↓

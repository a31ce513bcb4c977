//! Interactive question loop

use std::io::Write;
use swasya_common::{ConsultationQueryEngine, EXAMPLE_QUESTIONS};
use tokio::io::{AsyncBufRead, AsyncBufReadExt};

const RULE_WIDTH: usize = 60;

/// Whether `line` ends the session
pub fn is_exit_command(line: &str) -> bool {
    matches!(line.trim().to_lowercase().as_str(), "quit" | "exit" | "q")
}

pub fn print_banner<W: Write>(
    out: &mut W,
    engine: &ConsultationQueryEngine,
) -> std::io::Result<()> {
    let rule = "=".repeat(RULE_WIDTH);
    writeln!(out, "{}", rule)?;
    writeln!(out, "Consultation Query Engine Ready ({} answers)", engine.backend_kind().as_str())?;
    writeln!(out, "Try asking:")?;
    for example in EXAMPLE_QUESTIONS {
        writeln!(out, "  - {}", example)?;
    }
    writeln!(out, "{}", rule)?;
    out.flush()
}

/// Read questions until end of input or an exit command. Returns the
/// number of questions asked. Failed questions are reported and the loop
/// continues.
pub async fn run_console<R, W>(
    engine: &ConsultationQueryEngine,
    input: R,
    out: &mut W,
) -> std::io::Result<usize>
where
    R: AsyncBufRead + Unpin,
    W: Write,
{
    let mut lines = input.lines();
    let mut asked = 0;

    loop {
        write!(out, "\nAsk a question (or 'quit' to exit): ")?;
        out.flush()?;

        let Some(line) = lines.next_line().await? else {
            break;
        };
        let question = line.trim();

        if is_exit_command(question) {
            break;
        }
        if question.is_empty() {
            continue;
        }

        asked += 1;
        let rule = "-".repeat(RULE_WIDTH);
        writeln!(out, "\nAnswer:")?;
        writeln!(out, "{}", rule)?;
        match engine.query(question).await {
            Ok(answer) => writeln!(out, "{}", answer)?,
            Err(e) => {
                tracing::error!(error = %e, "Query failed");
                writeln!(out, "Error: {}", e)?;
            }
        }
        writeln!(out, "{}", rule)?;
    }

    Ok(asked)
}

#[cfg(test)]
mod tests {
    use super::*;
    use std::sync::Arc;
    use swasya_common::db::InMemoryRecordSource;
    use swasya_common::AppConfig;

    fn engine(dir: &std::path::Path) -> ConsultationQueryEngine {
        let mut config = AppConfig::default();
        config.index.persist_dir = dir.join("llama_index_storage");
        ConsultationQueryEngine::new(&config, Arc::new(InMemoryRecordSource::default())).unwrap()
    }

    #[test]
    fn test_exit_commands() {
        for line in ["quit", "EXIT", " q ", "Quit"] {
            assert!(is_exit_command(line), "{line}");
        }
        assert!(!is_exit_command("quite"));
        assert!(!is_exit_command(""));
    }

    #[tokio::test]
    async fn test_loop_skips_blanks_and_stops_on_quit() {
        let dir = tempfile::tempdir().unwrap();
        let engine = engine(dir.path());
        let input: &[u8] = b"\n   \nSummarize recent consultations\nq\nnever asked\n";
        let mut out = Vec::new();

        let asked = run_console(&engine, input, &mut out).await.unwrap();
        assert_eq!(asked, 1);

        let printed = String::from_utf8(out).unwrap();
        assert!(printed.contains("Found 0 relevant consultation(s). Summary:"));
        assert!(!printed.contains("never asked"));
    }

    #[tokio::test]
    async fn test_loop_ends_at_eof() {
        let dir = tempfile::tempdir().unwrap();
        let engine = engine(dir.path());
        let input: &[u8] = b"What medications were prescribed?";
        let mut out = Vec::new();

        assert_eq!(run_console(&engine, input, &mut out).await.unwrap(), 1);
        let printed = String::from_utf8(out).unwrap();
        assert!(
            printed.contains("Found 0 consultation(s). Check prescriptions in the context above.")
        );
    }

    #[test]
    fn test_banner_lists_examples() {
        let dir = tempfile::tempdir().unwrap();
        let mut out = Vec::new();
        print_banner(&mut out, &engine(dir.path())).unwrap();

        let printed = String::from_utf8(out).unwrap();
        for example in EXAMPLE_QUESTIONS {
            assert!(printed.contains(example));
        }
        assert!(printed.contains("heuristic"));
    }
}
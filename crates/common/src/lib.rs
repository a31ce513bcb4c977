//! Swasya Common Library
//!
//! Shared code for the Swasya consultation query tools:
//! - Consultation store access and record extraction
//! - Document construction from joined records
//! - Embedding client abstraction
//! - Persisted vector index (build / load / load-or-build)
//! - Answer synthesis (generative or heuristic)
//! - Error types, configuration, logging and metrics

pub mod config;
pub mod context;
pub mod db;
pub mod documents;
pub mod embeddings;
pub mod engine;
pub mod errors;
pub mod index;
pub mod metrics;
pub mod telemetry;

// Re-export commonly used types
pub use crate::config::AppConfig;
pub use crate::context::{AnswerSynthesizer, BackendKind};
pub use crate::db::{JoinedRecord, RecordSource, Repository};
pub use crate::documents::{build_document, IndexedDocument};
pub use crate::embeddings::Embedder;
pub use crate::engine::ConsultationQueryEngine;
pub use crate::errors::{AppError, Result};
pub use crate::index::{IndexStore, VectorIndex, VectorRetriever};

/// Application version
pub const VERSION: &str = env!("CARGO_PKG_VERSION");

/// Default directory for the persisted index
pub const DEFAULT_PERSIST_DIR: &str = "./llama_index_storage";

/// Default embedding dimension
pub const DEFAULT_EMBEDDING_DIMENSION: usize = 384;

/// Questions offered to users of the console and the HTTP examples route
pub const EXAMPLE_QUESTIONS: &[&str] = &[
    "What are the common symptoms across all patients?",
    "List all patients with fever",
    "Show me consultations for AKASH",
    "What medications were prescribed?",
    "Summarize recent consultations",
];
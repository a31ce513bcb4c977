//! API handlers module

pub mod health;
pub mod llama;
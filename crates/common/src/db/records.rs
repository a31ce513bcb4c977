//! Joined consultation records
//!
//! Snapshots of store rows taken at extraction time. Every optional source
//! field stays optional here; sentinel rendering happens in the document
//! builder so a record never fails to materialize.

use super::models::{Consultation, Patient};
use chrono::{DateTime, Utc};
use serde::{Deserialize, Serialize};

/// One consultation as read from the store
#[derive(Debug, Clone, PartialEq, Serialize, Deserialize)]
pub struct ConsultationRecord {
    pub id: String,
    pub patient_id: String,
    pub date: Option<DateTime<Utc>>,
    pub transcript: Option<String>,
    pub ai_summary: Option<String>,
    pub prescription_data: Option<serde_json::Value>,
    pub doctor_notes: Option<String>,
}

/// Patient demographics joined onto a consultation
///
/// `PatientRecord::unknown()` stands in for a consultation whose patient
/// reference matched nothing.
#[derive(Debug, Clone, Default, PartialEq, Eq, Serialize, Deserialize)]
pub struct PatientRecord {
    pub id: Option<String>,
    pub uhid: Option<String>,
    pub name: Option<String>,
    pub age: Option<i32>,
    pub gender: Option<String>,
}

/// Consultation with its patient embedded (left-outer join)
#[derive(Debug, Clone, PartialEq, Serialize, Deserialize)]
pub struct JoinedRecord {
    pub consultation: ConsultationRecord,
    pub patient: PatientRecord,
}

impl PatientRecord {
    pub fn unknown() -> Self {
        Self::default()
    }

    pub fn is_unknown(&self) -> bool {
        self == &Self::unknown()
    }
}

impl From<Consultation> for ConsultationRecord {
    fn from(model: Consultation) -> Self {
        Self {
            id: model.id,
            patient_id: model.patient_id,
            date: model.date,
            transcript: model.transcript,
            ai_summary: model.ai_summary,
            prescription_data: model.prescription_data,
            doctor_notes: model.doctor_notes,
        }
    }
}

impl From<Patient> for PatientRecord {
    fn from(model: Patient) -> Self {
        Self {
            id: Some(model.id),
            uhid: Some(model.uhid),
            name: Some(model.name),
            age: model.age,
            gender: model.gender,
        }
    }
}

impl JoinedRecord {
    /// Flatten one row of the consultation/patient left join
    pub fn from_row(consultation: Consultation, patient: Option<Patient>) -> Self {
        Self {
            consultation: consultation.into(),
            patient: patient.map(PatientRecord::from).unwrap_or_else(PatientRecord::unknown),
        }
    }
}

↑

| EXERCISE DETAILS |
Every line above from the line with "pub const EXAMPLE_QUESTIONS: &[&str]" to the line with "pub mod llama;", inclusive, must be returned exactly; no other line belongs in the reply.

| SOLVED PROBLEM |
pub const EXAMPLE_QUESTIONS: &[&str] = &[
    "What are the common symptoms across all patients?",
    "List all patients with fever",
    "Show me consultations for AKASH",
    "What medications were prescribed?",
    "Summarize recent consultations",
];
repository a31ce513bcb4c977
//! API handlers module

pub mod health;
pub mod llama;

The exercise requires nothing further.